■ **Extracted entries**:
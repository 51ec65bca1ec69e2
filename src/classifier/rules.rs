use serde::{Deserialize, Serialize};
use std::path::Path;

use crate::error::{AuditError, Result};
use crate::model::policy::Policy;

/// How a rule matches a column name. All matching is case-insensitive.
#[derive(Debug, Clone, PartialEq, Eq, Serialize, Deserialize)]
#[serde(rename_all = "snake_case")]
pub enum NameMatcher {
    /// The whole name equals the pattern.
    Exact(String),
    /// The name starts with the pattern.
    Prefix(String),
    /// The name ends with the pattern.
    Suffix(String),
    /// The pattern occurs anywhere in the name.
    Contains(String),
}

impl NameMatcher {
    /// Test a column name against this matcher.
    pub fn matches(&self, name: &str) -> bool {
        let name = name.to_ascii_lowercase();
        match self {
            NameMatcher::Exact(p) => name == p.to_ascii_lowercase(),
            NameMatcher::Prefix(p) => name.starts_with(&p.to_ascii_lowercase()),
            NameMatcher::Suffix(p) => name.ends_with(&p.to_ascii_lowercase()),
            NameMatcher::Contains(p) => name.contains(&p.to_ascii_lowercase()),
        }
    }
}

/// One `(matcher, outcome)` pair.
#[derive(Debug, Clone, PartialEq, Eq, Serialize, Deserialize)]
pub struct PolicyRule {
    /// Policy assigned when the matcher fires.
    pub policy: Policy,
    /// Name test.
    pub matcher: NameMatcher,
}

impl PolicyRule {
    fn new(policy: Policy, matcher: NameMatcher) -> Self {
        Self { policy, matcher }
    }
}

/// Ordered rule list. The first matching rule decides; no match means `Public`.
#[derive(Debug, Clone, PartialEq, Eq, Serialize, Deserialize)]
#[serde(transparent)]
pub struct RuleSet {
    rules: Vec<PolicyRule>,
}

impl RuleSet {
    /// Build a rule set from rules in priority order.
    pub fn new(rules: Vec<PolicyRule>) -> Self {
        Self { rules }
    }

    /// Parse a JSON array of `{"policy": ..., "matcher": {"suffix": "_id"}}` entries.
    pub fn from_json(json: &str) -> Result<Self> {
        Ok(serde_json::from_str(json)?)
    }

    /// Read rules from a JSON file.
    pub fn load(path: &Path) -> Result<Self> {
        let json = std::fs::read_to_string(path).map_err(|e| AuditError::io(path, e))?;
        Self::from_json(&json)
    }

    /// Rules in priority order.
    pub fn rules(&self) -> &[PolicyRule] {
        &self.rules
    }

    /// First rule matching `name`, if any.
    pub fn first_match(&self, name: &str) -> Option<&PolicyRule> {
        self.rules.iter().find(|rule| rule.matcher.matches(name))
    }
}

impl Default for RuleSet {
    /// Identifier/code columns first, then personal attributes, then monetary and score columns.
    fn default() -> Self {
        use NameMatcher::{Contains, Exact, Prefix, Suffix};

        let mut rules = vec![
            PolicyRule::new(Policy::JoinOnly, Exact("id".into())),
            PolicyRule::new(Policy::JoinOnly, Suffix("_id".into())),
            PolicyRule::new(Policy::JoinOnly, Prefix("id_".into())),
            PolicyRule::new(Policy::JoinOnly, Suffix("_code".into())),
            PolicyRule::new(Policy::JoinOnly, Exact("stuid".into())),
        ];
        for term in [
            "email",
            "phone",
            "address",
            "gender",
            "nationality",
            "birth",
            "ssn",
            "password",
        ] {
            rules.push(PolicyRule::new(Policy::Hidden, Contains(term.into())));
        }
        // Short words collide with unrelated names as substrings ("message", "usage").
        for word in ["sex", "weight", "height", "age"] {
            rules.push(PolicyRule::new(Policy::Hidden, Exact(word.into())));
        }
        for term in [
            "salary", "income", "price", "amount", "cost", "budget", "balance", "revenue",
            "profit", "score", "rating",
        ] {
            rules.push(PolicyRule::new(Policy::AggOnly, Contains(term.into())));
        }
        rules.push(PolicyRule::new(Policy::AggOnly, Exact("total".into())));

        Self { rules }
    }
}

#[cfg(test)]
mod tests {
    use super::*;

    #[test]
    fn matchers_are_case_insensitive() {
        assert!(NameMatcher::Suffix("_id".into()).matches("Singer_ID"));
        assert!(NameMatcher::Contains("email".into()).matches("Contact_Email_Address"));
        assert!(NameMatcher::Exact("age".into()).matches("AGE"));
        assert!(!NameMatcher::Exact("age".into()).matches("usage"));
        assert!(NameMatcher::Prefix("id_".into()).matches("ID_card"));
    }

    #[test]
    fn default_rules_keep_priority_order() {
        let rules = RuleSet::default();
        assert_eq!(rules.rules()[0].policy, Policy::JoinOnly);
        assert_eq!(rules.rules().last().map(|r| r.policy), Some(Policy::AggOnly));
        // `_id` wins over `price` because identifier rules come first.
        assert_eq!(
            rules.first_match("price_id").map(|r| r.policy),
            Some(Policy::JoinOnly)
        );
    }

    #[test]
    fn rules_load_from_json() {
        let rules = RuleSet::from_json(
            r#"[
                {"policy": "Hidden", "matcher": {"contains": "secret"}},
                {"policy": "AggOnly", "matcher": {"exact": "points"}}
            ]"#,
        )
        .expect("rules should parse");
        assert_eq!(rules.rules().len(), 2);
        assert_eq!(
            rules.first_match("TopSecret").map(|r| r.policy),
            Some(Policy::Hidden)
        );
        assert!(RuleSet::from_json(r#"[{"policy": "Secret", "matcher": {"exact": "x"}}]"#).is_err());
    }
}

...

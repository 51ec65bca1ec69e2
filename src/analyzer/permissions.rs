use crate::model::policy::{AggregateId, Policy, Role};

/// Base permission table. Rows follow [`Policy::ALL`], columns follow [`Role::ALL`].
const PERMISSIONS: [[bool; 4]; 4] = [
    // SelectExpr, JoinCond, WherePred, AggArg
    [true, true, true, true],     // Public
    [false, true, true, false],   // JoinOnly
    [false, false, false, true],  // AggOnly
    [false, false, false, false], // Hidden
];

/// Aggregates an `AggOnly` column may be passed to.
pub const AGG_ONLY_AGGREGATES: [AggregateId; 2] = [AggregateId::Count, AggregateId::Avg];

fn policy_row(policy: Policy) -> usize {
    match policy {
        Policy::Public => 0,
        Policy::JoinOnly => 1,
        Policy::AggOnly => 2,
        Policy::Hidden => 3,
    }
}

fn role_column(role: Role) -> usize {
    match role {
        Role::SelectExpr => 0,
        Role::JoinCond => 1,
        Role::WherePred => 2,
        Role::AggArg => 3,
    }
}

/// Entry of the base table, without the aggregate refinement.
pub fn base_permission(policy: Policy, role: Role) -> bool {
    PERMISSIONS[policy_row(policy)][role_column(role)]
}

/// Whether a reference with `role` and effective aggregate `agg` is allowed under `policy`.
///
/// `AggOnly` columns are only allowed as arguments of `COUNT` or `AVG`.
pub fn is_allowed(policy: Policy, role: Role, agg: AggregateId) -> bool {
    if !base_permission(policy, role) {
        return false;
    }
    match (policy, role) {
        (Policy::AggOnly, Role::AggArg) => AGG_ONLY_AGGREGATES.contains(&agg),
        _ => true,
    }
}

==

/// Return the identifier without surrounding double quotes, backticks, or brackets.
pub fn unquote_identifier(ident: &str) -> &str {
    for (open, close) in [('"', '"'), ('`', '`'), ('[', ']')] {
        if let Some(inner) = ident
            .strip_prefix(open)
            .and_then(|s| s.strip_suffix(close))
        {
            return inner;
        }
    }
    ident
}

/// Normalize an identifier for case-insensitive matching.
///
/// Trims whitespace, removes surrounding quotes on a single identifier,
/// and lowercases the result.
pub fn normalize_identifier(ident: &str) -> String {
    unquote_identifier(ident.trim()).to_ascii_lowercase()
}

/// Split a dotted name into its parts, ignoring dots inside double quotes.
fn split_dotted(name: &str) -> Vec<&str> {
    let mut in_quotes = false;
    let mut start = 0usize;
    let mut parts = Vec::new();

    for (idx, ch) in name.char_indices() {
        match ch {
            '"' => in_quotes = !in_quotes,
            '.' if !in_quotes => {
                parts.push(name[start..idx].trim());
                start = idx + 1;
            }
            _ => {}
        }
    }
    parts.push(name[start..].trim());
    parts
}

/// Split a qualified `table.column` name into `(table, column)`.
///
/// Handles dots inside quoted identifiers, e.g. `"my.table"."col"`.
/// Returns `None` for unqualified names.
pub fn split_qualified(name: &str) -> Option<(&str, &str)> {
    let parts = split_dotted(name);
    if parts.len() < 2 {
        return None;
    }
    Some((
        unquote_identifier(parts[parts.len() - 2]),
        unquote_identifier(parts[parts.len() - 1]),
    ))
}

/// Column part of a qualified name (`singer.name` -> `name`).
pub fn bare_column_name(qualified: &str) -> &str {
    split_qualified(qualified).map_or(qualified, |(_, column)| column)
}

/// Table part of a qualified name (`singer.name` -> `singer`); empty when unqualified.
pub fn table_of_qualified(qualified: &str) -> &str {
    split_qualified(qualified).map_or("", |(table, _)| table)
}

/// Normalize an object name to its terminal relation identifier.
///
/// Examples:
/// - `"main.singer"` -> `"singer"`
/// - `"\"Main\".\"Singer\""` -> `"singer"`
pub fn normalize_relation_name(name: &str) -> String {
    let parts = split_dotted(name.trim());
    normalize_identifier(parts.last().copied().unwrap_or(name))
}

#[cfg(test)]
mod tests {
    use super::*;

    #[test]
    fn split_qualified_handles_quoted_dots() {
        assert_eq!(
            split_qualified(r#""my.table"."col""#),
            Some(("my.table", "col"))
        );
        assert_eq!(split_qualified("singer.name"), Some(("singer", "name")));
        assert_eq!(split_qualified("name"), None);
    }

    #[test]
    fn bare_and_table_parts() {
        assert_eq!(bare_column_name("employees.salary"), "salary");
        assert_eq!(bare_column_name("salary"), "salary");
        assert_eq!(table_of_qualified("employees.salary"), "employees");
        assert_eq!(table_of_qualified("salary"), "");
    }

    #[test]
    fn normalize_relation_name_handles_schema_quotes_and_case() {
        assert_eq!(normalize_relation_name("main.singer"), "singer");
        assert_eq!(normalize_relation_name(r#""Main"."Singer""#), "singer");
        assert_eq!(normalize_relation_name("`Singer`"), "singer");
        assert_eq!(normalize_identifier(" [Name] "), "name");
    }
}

■ **Work request**: Copy out every line of the listing where the word "AuditError" occurs.

■ **Written response**:
use crate::error::{AuditError, Result};
        let json = std::fs::read_to_string(path).map_err(|e| AuditError::io(path, e))?;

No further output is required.